PROMPT:
Output the data below in full, character for character.

SOURCE DATA Start Marker

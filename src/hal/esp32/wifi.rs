//! Station-mode WiFi for ESP32 with a bounded connect.
//!
//! The driver is started once at construction; association happens in
//! [`WifiLink::connect`], which polls for an IP link every 500 ms and gives
//! up after the configured timeout. The supervisor owns the retry policy.
//!
//! # Example
//!
//! ```ignore
//! use room_fx::hal::esp32::Esp32Wifi;
//! use room_fx::config::WifiConfig;
//!
//! let config = WifiConfig::default()
//!     .with_ssid("Exhibit")
//!     .with_password("secret123");
//!
//! let wifi = Esp32Wifi::new(modem, sysloop, Some(nvs), &config)?;
//! // Not associated yet; the runtime calls connect()
//! ```

use core::fmt;
use std::net::Ipv4Addr;

use esp_idf_hal::delay::FreeRtos;
use esp_idf_hal::modem::Modem;
use esp_idf_svc::eventloop::EspSystemEventLoop;
use esp_idf_svc::nvs::EspDefaultNvsPartition;
use esp_idf_svc::wifi::{AuthMethod, ClientConfiguration, Configuration, EspWifi};
use log::{debug, info, warn};

use crate::config::{WifiConfig, MAX_SSID_LEN};
use crate::traits::WifiLink;

/// Link poll interval while associating.
const POLL_MS: u32 = 500;

/// Error type for ESP32 WiFi operations.
#[derive(Debug)]
pub struct Esp32WifiError(pub String);

impl fmt::Display for Esp32WifiError {
    fn fmt(&self, f: &mut fmt::Formatter<'_>) -> fmt::Result {
        write!(f, "WiFi error: {}", self.0)
    }
}

/// Station-mode WiFi link.
pub struct Esp32Wifi<'a> {
    wifi: EspWifi<'a>,
}

impl<'a> Esp32Wifi<'a> {
    /// Initialize the driver in station mode and start it.
    ///
    /// # Errors
    ///
    /// Returns an error if the SSID is too long, or if the driver
    /// cannot be created, configured or started.
    pub fn new(
        modem: Modem,
        sysloop: EspSystemEventLoop,
        nvs: Option<EspDefaultNvsPartition>,
        config: &WifiConfig,
    ) -> anyhow::Result<Self> {
        let mut wifi = EspWifi::new(modem, sysloop, nvs)?;

        let ssid: heapless::String<MAX_SSID_LEN> =
            config.ssid.as_str().try_into().map_err(|_| {
                anyhow::anyhow!(
                    "SSID is {} bytes, at most {} allowed",
                    config.ssid.len(),
                    MAX_SSID_LEN
                )
            })?;
        let password: heapless::String<64> = config
            .password
            .as_str()
            .try_into()
            .map_err(|_| anyhow::anyhow!("WiFi password longer than 64 bytes"))?;

        let auth_method = if password.is_empty() {
            AuthMethod::None
        } else {
            AuthMethod::WPA2Personal
        };

        wifi.set_configuration(&Configuration::Client(ClientConfiguration {
            ssid,
            password,
            auth_method,
            ..Default::default()
        }))?;
        wifi.start()?;
        info!("WiFi started, SSID '{}'", config.ssid);

        Ok(Self { wifi })
    }

    /// Current station address, if associated.
    pub fn ip_addr(&self) -> Option<Ipv4Addr> {
        self.wifi.sta_netif().get_ip_info().ok().map(|info| info.ip)
    }
}

impl WifiLink for Esp32Wifi<'_> {
    type Error = Esp32WifiError;

    fn is_connected(&self) -> bool {
        self.wifi.is_up().unwrap_or(false)
    }

    fn connect(&mut self, timeout_ms: u32) -> Result<(), Esp32WifiError> {
        self.wifi
            .connect()
            .map_err(|e| Esp32WifiError(format!("{:?}", e)))?;

        let mut waited = 0;
        while waited < timeout_ms {
            if self.is_connected() {
                if let Some(ip) = self.ip_addr() {
                    info!("WiFi connected, IP {}", ip);
                }
                return Ok(());
            }
            FreeRtos::delay_ms(POLL_MS);
            waited += POLL_MS;
            debug!("WiFi waiting ({} ms)", waited);
        }

        self.disconnect();
        Err(Esp32WifiError(format!("no link after {} ms", timeout_ms)))
    }

    fn disconnect(&mut self) {
        if let Err(e) = self.wifi.disconnect() {
            warn!("WiFi disconnect failed: {:?}", e);
        }
    }
}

SOURCE DATA End Marker

TASK ANSWER:
filename src/hal/esp32/wifi.rs
//! Station-mode WiFi for ESP32 with a bounded connect.
//!
//! The driver is started once at construction; association happens in
//! [`WifiLink::connect`], which polls for an IP link every 500 ms and gives
//! up after the configured timeout. The supervisor owns the retry policy.
//!
//! # Example
//!
//! ```ignore
//! use room_fx::hal::esp32::Esp32Wifi;
//! use room_fx::config::WifiConfig;
//!
//! let config = WifiConfig::default()
//!     .with_ssid("Exhibit")
//!     .with_password("secret123");
//!
//! let wifi = Esp32Wifi::new(modem, sysloop, Some(nvs), &config)?;
//! // Not associated yet; the runtime calls connect()
//! ```

use core::fmt;
use std::net::Ipv4Addr;

use esp_idf_hal::delay::FreeRtos;
use esp_idf_hal::modem::Modem;
use esp_idf_svc::eventloop::EspSystemEventLoop;
use esp_idf_svc::nvs::EspDefaultNvsPartition;
use esp_idf_svc::wifi::{AuthMethod, ClientConfiguration, Configuration, EspWifi};
use log::{debug, info, warn};

use crate::config::{WifiConfig, MAX_SSID_LEN};
use crate::traits::WifiLink;

/// Link poll interval while associating.
const POLL_MS: u32 = 500;

/// Error type for ESP32 WiFi operations.
#[derive(Debug)]
pub struct Esp32WifiError(pub String);

impl fmt::Display for Esp32WifiError {
    fn fmt(&self, f: &mut fmt::Formatter<'_>) -> fmt::Result {
        write!(f, "WiFi error: {}", self.0)
    }
}

/// Station-mode WiFi link.
pub struct Esp32Wifi<'a> {
    wifi: EspWifi<'a>,
}

impl<'a> Esp32Wifi<'a> {
    /// Initialize the driver in station mode and start it.
    ///
    /// # Errors
    ///
    /// Returns an error if the SSID is too long, or if the driver
    /// cannot be created, configured or started.
    pub fn new(
        modem: Modem,
        sysloop: EspSystemEventLoop,
        nvs: Option<EspDefaultNvsPartition>,
        config: &WifiConfig,
    ) -> anyhow::Result<Self> {
        let mut wifi = EspWifi::new(modem, sysloop, nvs)?;

        let ssid: heapless::String<MAX_SSID_LEN> =
            config.ssid.as_str().try_into().map_err(|_| {
                anyhow::anyhow!(
                    "SSID is {} bytes, at most {} allowed",
                    config.ssid.len(),
                    MAX_SSID_LEN
                )
            })?;
        let password: heapless::String<64> = config
            .password
            .as_str()
            .try_into()
            .map_err(|_| anyhow::anyhow!("WiFi password longer than 64 bytes"))?;

        let auth_method = if password.is_empty() {
            AuthMethod::None
        } else {
            AuthMethod::WPA2Personal
        };

        wifi.set_configuration(&Configuration::Client(ClientConfiguration {
            ssid,
            password,
            auth_method,
            ..Default::default()
        }))?;
        wifi.start()?;
        info!("WiFi started, SSID '{}'", config.ssid);

        Ok(Self { wifi })
    }

    /// Current station address, if associated.
    pub fn ip_addr(&self) -> Option<Ipv4Addr> {
        self.wifi.sta_netif().get_ip_info().ok().map(|info| info.ip)
    }
}

impl WifiLink for Esp32Wifi<'_> {
    type Error = Esp32WifiError;

    fn is_connected(&self) -> bool {
        self.wifi.is_up().unwrap_or(false)
    }

    fn connect(&mut self, timeout_ms: u32) -> Result<(), Esp32WifiError> {
        self.wifi
            .connect()
            .map_err(|e| Esp32WifiError(format!("{:?}", e)))?;

        let mut waited = 0;
        while waited < timeout_ms {
            if self.is_connected() {
                if let Some(ip) = self.ip_addr() {
                    info!("WiFi connected, IP {}", ip);
                }
                return Ok(());
            }
            FreeRtos::delay_ms(POLL_MS);
            waited += POLL_MS;
            debug!("WiFi waiting ({} ms)", waited);
        }

        self.disconnect();
        Err(Esp32WifiError(format!("no link after {} ms", timeout_ms)))
    }

    fn disconnect(&mut self) {
        if let Err(e) = self.wifi.disconnect() {
            warn!("WiFi disconnect failed: {:?}", e);
        }
    }
}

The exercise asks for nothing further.